Chapter

Chapter 3

The air in the boutique was thick with creative potential and, this morning, a sharp undercurrent of panic. Lennox stared at the empty space where the bolt of muslin should have been. Her fingers, usually so steady with a needle, twitched at her sides.

“I’m out of muslin,” she stated, her voice tighter than she intended. She placed the keys to the workspace closet on her worktable with a definitive clink. The sound echoed in the sudden quiet. Pulling out her tablet, she did a quick, frantic search for fabric stores near Saint Lake. She needed an outlet, a mission. Now.

Abby walked in, her brow furrowed. “Didn’t the delivery get here a couple of days ago?” she asked, incredulous that they were out. The foundation of their business was stability, and this felt like a crack forming.

“I don’t think so,” Lennox replied, not looking up from her screen. “Adam usually leaves it on the back loading dock, but it wasn’t there. And I’m not sure anyone is interested in stealing muslin.” She found a place not too far away. “I’ll be back in less than an hour. I’m going to buy a few bolts until we figure out where the muslin went.”
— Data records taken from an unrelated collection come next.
use crate::types::Vec3;

/// Axis-aligned extent, `min` and `max` corners.
#[derive(Debug, Clone)]
pub struct Bounds {
    pub min: Vec3,
    pub max: Vec3,
}

impl Bounds {
    pub fn new(min: Vec3, max: Vec3) -> Self {
        Self { min, max }
    }

    pub fn size(&self) -> Vec3 {
        self.max - self.min
    }

    pub fn center(&self) -> Vec3 {
        self.min + self.size() / 2.0
    }

    pub fn contains(&self, p: &Vec3) -> bool {
        for i in 0..3 {
            if p[i] < self.min[i] || self.max[i] < p[i] {
                return false;
            }
        }
        true
    }
}

#[cfg(test)]
mod test {
    use cgmath::vec3;

    use super::Bounds;

    #[test]
    fn center() {
        let b = Bounds::new(vec3(-3.0, -3.0, -3.0), vec3(3.0, 3.0, 3.0));
        assert_eq!(b.center(), vec3(0.0, 0.0, 0.0));
        assert_eq!(b.size(), vec3(6.0, 6.0, 6.0));
    }

    #[test]
    fn contains_boundary() {
        let b = Bounds::new(vec3(0.0, 0.0, 0.0), vec3(1.0, 2.0, 1.0));
        assert!(b.contains(&vec3(1.0, 2.0, 1.0)));
        assert!(!b.contains(&vec3(1.0, 2.1, 1.0)));
    }
}
use std::{fs::File, io, path::Path};

use crate::{grid, parsed_scene::{Scene, Shape}};

/// Loads a JSON scene description and the density caches it references.
/// Everything recoverable surfaces here as an `io::Error` for the driver.
pub fn parse_scene(path: &Path) -> io::Result<Scene> {
    let file = File::open(path)?;
    let mut scene: Scene = serde_json::from_reader(io::BufReader::new(file))?;

    for primitive in &mut scene.primitives {
        let Shape::Volume { dimension, density_cache, density, .. } = &mut primitive.shape else {
            continue;
        };
        let Some(cache_path) = density_cache else { continue; };
        let cache = File::open(cache_path.as_str())?;
        *density = Some(grid::read_density_cache(io::BufReader::new(cache), *dimension)?);
    }

    Ok(scene)
}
She knew she could have waited for Abby to check the dock area, but she really needed a breather. The anxiety was a live wire under her skin, making everything feel too bright, too loud. The dream she shared with Abby was supposed to be a sanctuary from this feeling, but lately, the sanctuary felt like it was made of tissue paper.


The darkness of Verve was a living entity, pulsed into being by a bassline that vibrated in the teeth. In the club’s security office, Silver was in her element. Hunched over a monitor, the blue glow illuminated her face as she scrolled through employee files with the patience of someone built for patterns. Brian Shiflett’s problem was a puzzle of infiltration and internal corruption, and her mind was built for puzzles. She cross-referenced schedules with incident reports, her memory cataloging names, faces, access levels.
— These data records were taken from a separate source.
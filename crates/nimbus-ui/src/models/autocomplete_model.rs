//! Autocomplete session for one city input.
//!
//! Owns the suggestion list, the keyboard highlight, the debounce timer and
//! the in-flight geocode lookup. Screens embed one instance each and route
//! the returned [`SearchRequest`]s to their own fetcher.
//!
//! Ordering rules:
//! - a keystroke cancels the pending debounce; only the last one in a burst
//!   fires a lookup;
//! - starting a lookup cancels the previous one, and any result tagged with
//!   an older generation is dropped on arrival, so a superseded lookup never
//!   overwrites newer state.

use std::sync::Arc;
use std::time::Duration;

use nimbus_core::SearchConfig;
use nimbus_weather::{FetchError, PlaceMatch, WeatherApi};
use tokio_util::sync::CancellationToken;

use crate::services::{
    request_suggestions, schedule_blur, schedule_debounce, AutocompleteMessage, MessageSender,
};

/// Keys the input field reacts to.
#[derive(Debug, Clone, Copy, PartialEq, Eq)]
pub enum Key {
    ArrowDown,
    ArrowUp,
    Enter,
    Escape,
}

/// What Enter does when no suggestion is highlighted.
#[derive(Debug, Clone, Copy, PartialEq, Eq)]
pub enum EnterBehavior {
    /// Nothing (current weather screen)
    SelectOnly,
    /// Search the typed text (forecast screen)
    SelectOrSearch,
}

/// A suggestion the user picked.
#[derive(Debug, Clone, PartialEq)]
pub struct Selection {
    pub display_name: String,
    pub lat: f64,
    pub lon: f64,
}

/// Fetch the owning screen should start.
#[derive(Debug, Clone, PartialEq)]
pub enum SearchRequest {
    /// Write `display_name` into the input and fetch by coordinates
    Selected(Selection),
    /// Fetch by the input's current text
    FreeText,
}

/// Result of a key press.
#[derive(Debug, Clone, PartialEq, Default)]
pub struct KeyOutcome {
    /// The key was handled and its default action suppressed
    pub consumed: bool,
    pub search: Option<SearchRequest>,
}

#[derive(Debug, Clone, Copy, PartialEq, Eq)]
pub struct AutocompleteSettings {
    pub debounce: Duration,
    pub blur_grace: Duration,
    pub limit: u8,
}

impl Default for AutocompleteSettings {
    fn default() -> Self {
        Self::from(&SearchConfig::default())
    }
}

impl From<&SearchConfig> for AutocompleteSettings {
    fn from(config: &SearchConfig) -> Self {
        Self {
            debounce: Duration::from_millis(config.debounce_ms),
            blur_grace: Duration::from_millis(config.blur_grace_ms),
            limit: config.suggestion_limit,
        }
    }
}

pub struct AutocompleteModel {
    api: Arc<dyn WeatherApi>,
    tx: MessageSender,
    settings: AutocompleteSettings,
    enter_behavior: EnterBehavior,
    suggestions: Vec<PlaceMatch>,
    highlighted: Option<usize>,
    debounce_generation: u64,
    debounce_token: Option<CancellationToken>,
    lookup_generation: u64,
    lookup_token: Option<CancellationToken>,
}

impl std::fmt::Debug for AutocompleteModel {
    fn fmt(&self, f: &mut std::fmt::Formatter<'_>) -> std::fmt::Result {
        f.debug_struct("AutocompleteModel")
            .field("suggestions", &self.suggestions)
            .field("highlighted", &self.highlighted)
            .field("lookup_generation", &self.lookup_generation)
            .finish_non_exhaustive()
    }
}

impl AutocompleteModel {
    pub fn new(
        api: Arc<dyn WeatherApi>,
        tx: MessageSender,
        settings: AutocompleteSettings,
        enter_behavior: EnterBehavior,
    ) -> Self {
        Self {
            api,
            tx,
            settings,
            enter_behavior,
            suggestions: Vec::new(),
            highlighted: None,
            debounce_generation: 0,
            debounce_token: None,
            lookup_generation: 0,
            lookup_token: None,
        }
    }

    pub fn suggestions(&self) -> &[PlaceMatch] {
        &self.suggestions
    }

    /// Display labels in list order.
    pub fn labels(&self) -> Vec<String> {
        self.suggestions.iter().map(PlaceMatch::display_name).collect()
    }

    pub fn highlighted(&self) -> Option<usize> {
        self.highlighted
    }

    /// Highlight as a signed index, -1 meaning none.
    pub fn highlighted_index(&self) -> isize {
        self.highlighted.map_or(-1, |i| i as isize)
    }

    pub fn is_visible(&self) -> bool {
        !self.suggestions.is_empty()
    }

    pub fn lookup_in_flight(&self) -> bool {
        self.lookup_token.is_some()
    }

    /// Raw input change. Empty text clears right away; anything else
    /// restarts the quiet period.
    pub fn on_input(&mut self, text: &str) {
        if let Some(token) = self.debounce_token.take() {
            token.cancel();
        }

        let query = text.trim();
        if query.is_empty() {
            self.clear();
            return;
        }

        self.debounce_generation += 1;
        let token = CancellationToken::new();
        schedule_debounce(
            &self.tx,
            self.settings.debounce,
            self.debounce_generation,
            query.to_string(),
            token.clone(),
        );
        self.debounce_token = Some(token);
    }

    /// Start a lookup for `query`, superseding any lookup in flight.
    pub fn fetch_suggestions(&mut self, query: &str) {
        let query = query.trim();
        if query.is_empty() {
            self.clear();
            return;
        }

        if let Some(previous) = self.lookup_token.take() {
            tracing::debug!("Superseding lookup {}", self.lookup_generation);
            previous.cancel();
        }

        self.lookup_generation += 1;
        let token = CancellationToken::new();
        request_suggestions(
            &self.tx,
            self.api.clone(),
            query.to_string(),
            self.settings.limit,
            self.lookup_generation,
            token.clone(),
        );
        self.lookup_token = Some(token);
    }

    /// Apply a timer or lookup event.
    pub fn handle(&mut self, msg: AutocompleteMessage) {
        match msg {
            AutocompleteMessage::DebounceElapsed { generation, query } => {
                if generation != self.debounce_generation {
                    tracing::trace!("Ignoring stale debounce {}", generation);
                    return;
                }
                self.debounce_token = None;
                self.fetch_suggestions(&query);
            }
            AutocompleteMessage::SuggestionsDone {
                generation,
                query,
                result,
            } => self.apply_lookup(generation, &query, result),
            AutocompleteMessage::BlurElapsed => self.clear(),
        }
    }

    fn apply_lookup(
        &mut self,
        generation: u64,
        query: &str,
        result: Result<Vec<PlaceMatch>, FetchError>,
    ) {
        if generation != self.lookup_generation {
            tracing::debug!(
                "Discarding lookup {} for {:?}; latest is {}",
                generation,
                query,
                self.lookup_generation
            );
            return;
        }

        match result {
            Err(FetchError::Superseded) => {
                // The newer lookup owns the state now
            }
            Ok(places) => {
                self.lookup_token = None;
                if places.is_empty() {
                    self.clear();
                } else {
                    self.suggestions = places;
                    self.highlighted = None;
                }
            }
            Err(FetchError::NotFound(status)) => {
                self.lookup_token = None;
                tracing::debug!("Geocode for {:?} returned status {}", query, status);
                self.clear();
            }
            Err(e @ (FetchError::Transport(_) | FetchError::Parse(_))) => {
                self.lookup_token = None;
                tracing::warn!("Geocode error for {:?}: {}", query, e);
                self.clear();
            }
        }
    }

    pub fn highlight_next(&mut self) {
        if self.suggestions.is_empty() {
            return;
        }
        let last = self.suggestions.len() - 1;
        self.highlighted = Some(match self.highlighted {
            None => 0,
            Some(i) => (i + 1).min(last),
        });
    }

    pub fn highlight_previous(&mut self) {
        if self.suggestions.is_empty() {
            return;
        }
        self.highlighted = Some(match self.highlighted {
            None => 0,
            Some(i) => i.saturating_sub(1),
        });
    }

    /// Resolve the suggestion at `index` and clear the list. Out of range
    /// (stale) indexes do nothing.
    pub fn select_at(&mut self, index: usize) -> Option<Selection> {
        let place = self.suggestions.get(index)?;
        let selection = Selection {
            display_name: place.display_name(),
            lat: place.lat,
            lon: place.lon,
        };
        self.clear();
        Some(selection)
    }

    /// Empty the list and reset the highlight.
    pub fn clear(&mut self) {
        self.suggestions.clear();
        self.highlighted = None;
    }

    /// Keyboard contract of the input field.
    pub fn on_key(&mut self, key: Key) -> KeyOutcome {
        if self.suggestions.is_empty() {
            return match (key, self.enter_behavior) {
                (Key::Enter, EnterBehavior::SelectOrSearch) => KeyOutcome {
                    consumed: false,
                    search: Some(SearchRequest::FreeText),
                },
                _ => KeyOutcome::default(),
            };
        }

        match key {
            Key::ArrowDown => {
                self.highlight_next();
                KeyOutcome {
                    consumed: true,
                    search: None,
                }
            }
            Key::ArrowUp => {
                self.highlight_previous();
                KeyOutcome {
                    consumed: true,
                    search: None,
                }
            }
            Key::Enter => {
                let selection = match self.highlighted {
                    Some(i) => self.select_at(i),
                    None => None,
                };
                match selection {
                    Some(selection) => KeyOutcome {
                        consumed: true,
                        search: Some(SearchRequest::Selected(selection)),
                    },
                    None if self.enter_behavior == EnterBehavior::SelectOrSearch => KeyOutcome {
                        consumed: false,
                        search: Some(SearchRequest::FreeText),
                    },
                    None => KeyOutcome::default(),
                }
            }
            Key::Escape => {
                self.clear();
                KeyOutcome::default()
            }
        }
    }

    /// Input lost focus; hide the list after the grace delay so a click on
    /// a suggestion still lands.
    pub fn on_blur(&self) {
        schedule_blur(&self.tx, self.settings.blur_grace);
    }

    /// Click anywhere outside the input and its list.
    pub fn on_click_outside(&mut self) {
        self.clear();
    }
}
But a file could only tell you so much. She needed to feel the room, to observe the ecosystem in motion. She stood, straightening her simple black blazer and moved back into the chaos.

Taking a seat at the far end of the bar, she willed her posture to change. The rigid line of her spine softened into a casual slouch. She arranged her features into something pleasant, approachable. When the bartender, a sharp-faced woman with guarded eyes named Chloe, approached, Silver’s voice was light and friendly.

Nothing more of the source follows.